(Data excerpts)
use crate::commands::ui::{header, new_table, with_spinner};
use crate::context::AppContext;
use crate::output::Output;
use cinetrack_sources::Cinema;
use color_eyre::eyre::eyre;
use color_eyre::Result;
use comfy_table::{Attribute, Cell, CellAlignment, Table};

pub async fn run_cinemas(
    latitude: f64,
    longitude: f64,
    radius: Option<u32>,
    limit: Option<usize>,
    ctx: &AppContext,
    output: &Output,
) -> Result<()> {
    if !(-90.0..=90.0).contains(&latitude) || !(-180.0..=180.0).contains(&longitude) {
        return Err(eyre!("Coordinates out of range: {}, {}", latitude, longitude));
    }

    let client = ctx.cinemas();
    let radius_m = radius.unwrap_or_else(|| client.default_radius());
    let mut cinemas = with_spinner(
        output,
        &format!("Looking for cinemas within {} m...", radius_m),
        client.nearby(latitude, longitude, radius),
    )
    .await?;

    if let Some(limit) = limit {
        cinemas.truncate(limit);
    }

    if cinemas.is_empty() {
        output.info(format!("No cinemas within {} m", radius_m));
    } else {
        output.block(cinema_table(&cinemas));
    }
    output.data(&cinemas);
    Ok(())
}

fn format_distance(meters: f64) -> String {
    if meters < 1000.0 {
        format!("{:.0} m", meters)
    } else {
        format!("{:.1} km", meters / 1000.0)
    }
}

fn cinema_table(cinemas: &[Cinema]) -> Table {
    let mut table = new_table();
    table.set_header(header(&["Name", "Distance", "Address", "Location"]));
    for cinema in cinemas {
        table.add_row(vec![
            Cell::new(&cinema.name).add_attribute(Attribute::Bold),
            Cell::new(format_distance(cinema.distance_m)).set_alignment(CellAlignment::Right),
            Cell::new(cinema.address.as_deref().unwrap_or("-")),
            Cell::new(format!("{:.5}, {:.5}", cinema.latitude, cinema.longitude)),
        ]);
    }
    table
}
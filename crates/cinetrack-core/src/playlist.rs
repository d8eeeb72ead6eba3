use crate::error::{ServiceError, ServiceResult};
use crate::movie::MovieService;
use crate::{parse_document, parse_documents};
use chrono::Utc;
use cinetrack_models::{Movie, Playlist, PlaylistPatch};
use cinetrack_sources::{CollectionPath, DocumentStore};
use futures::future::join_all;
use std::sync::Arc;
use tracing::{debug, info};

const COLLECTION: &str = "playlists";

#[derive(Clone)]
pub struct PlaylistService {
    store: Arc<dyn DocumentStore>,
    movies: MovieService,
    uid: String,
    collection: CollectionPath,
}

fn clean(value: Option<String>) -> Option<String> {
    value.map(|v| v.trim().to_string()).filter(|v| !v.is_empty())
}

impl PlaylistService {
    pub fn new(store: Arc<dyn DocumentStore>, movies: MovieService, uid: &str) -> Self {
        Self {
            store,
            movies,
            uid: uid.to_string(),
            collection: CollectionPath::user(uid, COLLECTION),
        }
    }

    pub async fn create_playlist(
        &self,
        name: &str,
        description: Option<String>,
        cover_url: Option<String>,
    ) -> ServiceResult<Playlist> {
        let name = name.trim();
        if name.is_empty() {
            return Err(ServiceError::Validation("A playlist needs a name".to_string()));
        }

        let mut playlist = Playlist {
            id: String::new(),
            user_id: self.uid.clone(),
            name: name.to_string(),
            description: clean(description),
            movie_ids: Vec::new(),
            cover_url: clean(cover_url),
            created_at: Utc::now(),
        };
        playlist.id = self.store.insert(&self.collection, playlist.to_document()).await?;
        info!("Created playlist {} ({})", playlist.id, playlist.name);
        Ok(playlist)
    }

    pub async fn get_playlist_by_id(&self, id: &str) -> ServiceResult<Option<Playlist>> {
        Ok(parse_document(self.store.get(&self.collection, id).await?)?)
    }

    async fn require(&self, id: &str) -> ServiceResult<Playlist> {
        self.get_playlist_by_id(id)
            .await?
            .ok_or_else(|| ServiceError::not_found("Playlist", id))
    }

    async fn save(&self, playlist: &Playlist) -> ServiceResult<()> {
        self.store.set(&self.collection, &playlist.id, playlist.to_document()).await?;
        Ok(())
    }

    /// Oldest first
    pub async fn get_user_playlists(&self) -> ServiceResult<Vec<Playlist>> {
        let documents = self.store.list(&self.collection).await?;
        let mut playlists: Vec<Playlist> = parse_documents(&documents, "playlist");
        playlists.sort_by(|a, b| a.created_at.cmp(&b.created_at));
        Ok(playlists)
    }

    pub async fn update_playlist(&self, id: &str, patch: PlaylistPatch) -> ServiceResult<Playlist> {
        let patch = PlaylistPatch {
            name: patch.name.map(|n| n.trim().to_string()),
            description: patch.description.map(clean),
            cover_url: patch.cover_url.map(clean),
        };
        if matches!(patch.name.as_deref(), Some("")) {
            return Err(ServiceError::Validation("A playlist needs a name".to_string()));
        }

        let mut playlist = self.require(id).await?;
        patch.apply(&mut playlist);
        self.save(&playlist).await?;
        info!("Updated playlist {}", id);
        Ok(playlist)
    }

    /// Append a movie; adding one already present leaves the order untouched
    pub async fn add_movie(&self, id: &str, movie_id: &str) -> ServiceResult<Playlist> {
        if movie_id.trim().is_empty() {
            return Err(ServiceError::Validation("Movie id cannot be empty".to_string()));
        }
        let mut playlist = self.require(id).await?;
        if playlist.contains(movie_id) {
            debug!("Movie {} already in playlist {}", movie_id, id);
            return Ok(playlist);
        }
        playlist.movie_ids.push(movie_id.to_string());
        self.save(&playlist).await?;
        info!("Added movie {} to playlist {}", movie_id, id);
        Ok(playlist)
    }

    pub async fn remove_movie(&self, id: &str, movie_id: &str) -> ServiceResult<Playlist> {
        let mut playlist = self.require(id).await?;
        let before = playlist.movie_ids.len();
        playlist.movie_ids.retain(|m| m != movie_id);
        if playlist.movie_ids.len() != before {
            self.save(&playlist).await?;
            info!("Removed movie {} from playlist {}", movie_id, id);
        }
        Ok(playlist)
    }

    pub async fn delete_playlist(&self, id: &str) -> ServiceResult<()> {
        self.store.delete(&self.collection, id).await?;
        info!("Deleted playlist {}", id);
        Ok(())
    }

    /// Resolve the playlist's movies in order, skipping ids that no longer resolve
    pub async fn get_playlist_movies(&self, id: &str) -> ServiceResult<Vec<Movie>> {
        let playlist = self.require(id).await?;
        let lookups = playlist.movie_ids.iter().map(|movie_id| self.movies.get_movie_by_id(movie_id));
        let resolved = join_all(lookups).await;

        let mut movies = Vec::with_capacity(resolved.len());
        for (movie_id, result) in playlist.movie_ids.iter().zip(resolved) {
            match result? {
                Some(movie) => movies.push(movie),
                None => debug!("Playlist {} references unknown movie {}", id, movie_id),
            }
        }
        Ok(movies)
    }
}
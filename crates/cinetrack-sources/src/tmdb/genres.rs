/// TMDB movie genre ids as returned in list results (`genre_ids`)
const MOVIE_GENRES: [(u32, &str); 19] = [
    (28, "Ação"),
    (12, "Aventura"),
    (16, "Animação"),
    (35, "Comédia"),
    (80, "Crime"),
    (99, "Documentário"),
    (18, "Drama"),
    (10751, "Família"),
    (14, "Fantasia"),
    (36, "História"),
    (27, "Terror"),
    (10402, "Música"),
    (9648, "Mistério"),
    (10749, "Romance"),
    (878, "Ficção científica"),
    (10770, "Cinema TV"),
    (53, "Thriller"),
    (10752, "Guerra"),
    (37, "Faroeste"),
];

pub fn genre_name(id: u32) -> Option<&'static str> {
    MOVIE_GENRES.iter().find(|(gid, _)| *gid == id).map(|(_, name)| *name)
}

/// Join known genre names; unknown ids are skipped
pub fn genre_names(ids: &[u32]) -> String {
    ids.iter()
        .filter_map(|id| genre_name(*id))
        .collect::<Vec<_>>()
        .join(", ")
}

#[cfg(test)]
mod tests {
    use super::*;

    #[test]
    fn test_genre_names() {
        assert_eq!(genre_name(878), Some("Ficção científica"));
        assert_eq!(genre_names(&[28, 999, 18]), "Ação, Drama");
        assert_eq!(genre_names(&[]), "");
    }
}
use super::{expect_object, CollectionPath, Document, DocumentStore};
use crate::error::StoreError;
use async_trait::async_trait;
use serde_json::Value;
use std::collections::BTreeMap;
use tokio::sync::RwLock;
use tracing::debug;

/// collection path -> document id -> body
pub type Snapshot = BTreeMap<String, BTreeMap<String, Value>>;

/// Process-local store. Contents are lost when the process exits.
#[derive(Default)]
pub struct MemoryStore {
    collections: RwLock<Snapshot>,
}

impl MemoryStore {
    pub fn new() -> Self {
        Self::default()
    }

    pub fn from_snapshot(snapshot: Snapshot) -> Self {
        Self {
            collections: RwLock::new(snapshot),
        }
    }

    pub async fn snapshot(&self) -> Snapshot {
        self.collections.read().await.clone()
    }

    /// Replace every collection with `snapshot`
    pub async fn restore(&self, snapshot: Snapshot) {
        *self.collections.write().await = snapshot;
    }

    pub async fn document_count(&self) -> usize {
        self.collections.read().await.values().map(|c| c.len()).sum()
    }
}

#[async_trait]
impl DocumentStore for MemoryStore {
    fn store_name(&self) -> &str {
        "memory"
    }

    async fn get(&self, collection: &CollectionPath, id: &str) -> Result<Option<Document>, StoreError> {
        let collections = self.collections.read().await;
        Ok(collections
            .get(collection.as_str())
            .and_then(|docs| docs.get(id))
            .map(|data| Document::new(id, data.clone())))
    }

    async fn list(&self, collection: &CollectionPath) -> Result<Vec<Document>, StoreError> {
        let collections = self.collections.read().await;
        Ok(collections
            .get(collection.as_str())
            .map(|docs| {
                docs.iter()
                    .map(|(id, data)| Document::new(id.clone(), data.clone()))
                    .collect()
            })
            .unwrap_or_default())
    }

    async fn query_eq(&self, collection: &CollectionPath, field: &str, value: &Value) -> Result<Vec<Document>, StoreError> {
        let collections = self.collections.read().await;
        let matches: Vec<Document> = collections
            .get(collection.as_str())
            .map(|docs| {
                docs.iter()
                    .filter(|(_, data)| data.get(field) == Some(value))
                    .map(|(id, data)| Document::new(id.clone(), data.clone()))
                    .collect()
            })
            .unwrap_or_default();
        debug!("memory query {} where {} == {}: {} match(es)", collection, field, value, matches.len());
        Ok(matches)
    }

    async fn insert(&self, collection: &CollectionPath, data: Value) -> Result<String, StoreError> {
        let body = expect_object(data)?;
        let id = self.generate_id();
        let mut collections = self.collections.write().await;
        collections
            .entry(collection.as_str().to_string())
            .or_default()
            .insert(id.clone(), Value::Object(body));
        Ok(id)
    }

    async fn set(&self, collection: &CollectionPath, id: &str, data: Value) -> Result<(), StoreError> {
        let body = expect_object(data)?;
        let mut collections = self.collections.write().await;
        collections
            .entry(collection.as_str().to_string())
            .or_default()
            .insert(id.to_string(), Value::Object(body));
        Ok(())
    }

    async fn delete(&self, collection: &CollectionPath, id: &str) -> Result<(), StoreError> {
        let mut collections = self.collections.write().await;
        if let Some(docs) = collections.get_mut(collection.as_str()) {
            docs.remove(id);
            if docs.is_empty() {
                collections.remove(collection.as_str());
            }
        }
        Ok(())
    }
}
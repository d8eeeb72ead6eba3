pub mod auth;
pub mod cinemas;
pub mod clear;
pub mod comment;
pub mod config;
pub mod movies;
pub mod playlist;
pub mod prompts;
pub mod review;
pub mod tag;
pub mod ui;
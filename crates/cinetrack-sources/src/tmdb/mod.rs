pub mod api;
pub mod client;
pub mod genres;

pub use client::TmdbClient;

■ **The task**:
For each line in the entries that contains the string "info", make a copy.

■ **The answer**:
        output.info(format!("No cinemas within {} m", radius_m));
use tracing::{debug, info};
        info!("Created playlist {} ({})", playlist.id, playlist.name);
        info!("Updated playlist {}", id);
        info!("Added movie {} to playlist {}", movie_id, id);
            info!("Removed movie {} from playlist {}", movie_id, id);
        info!("Deleted playlist {}", id);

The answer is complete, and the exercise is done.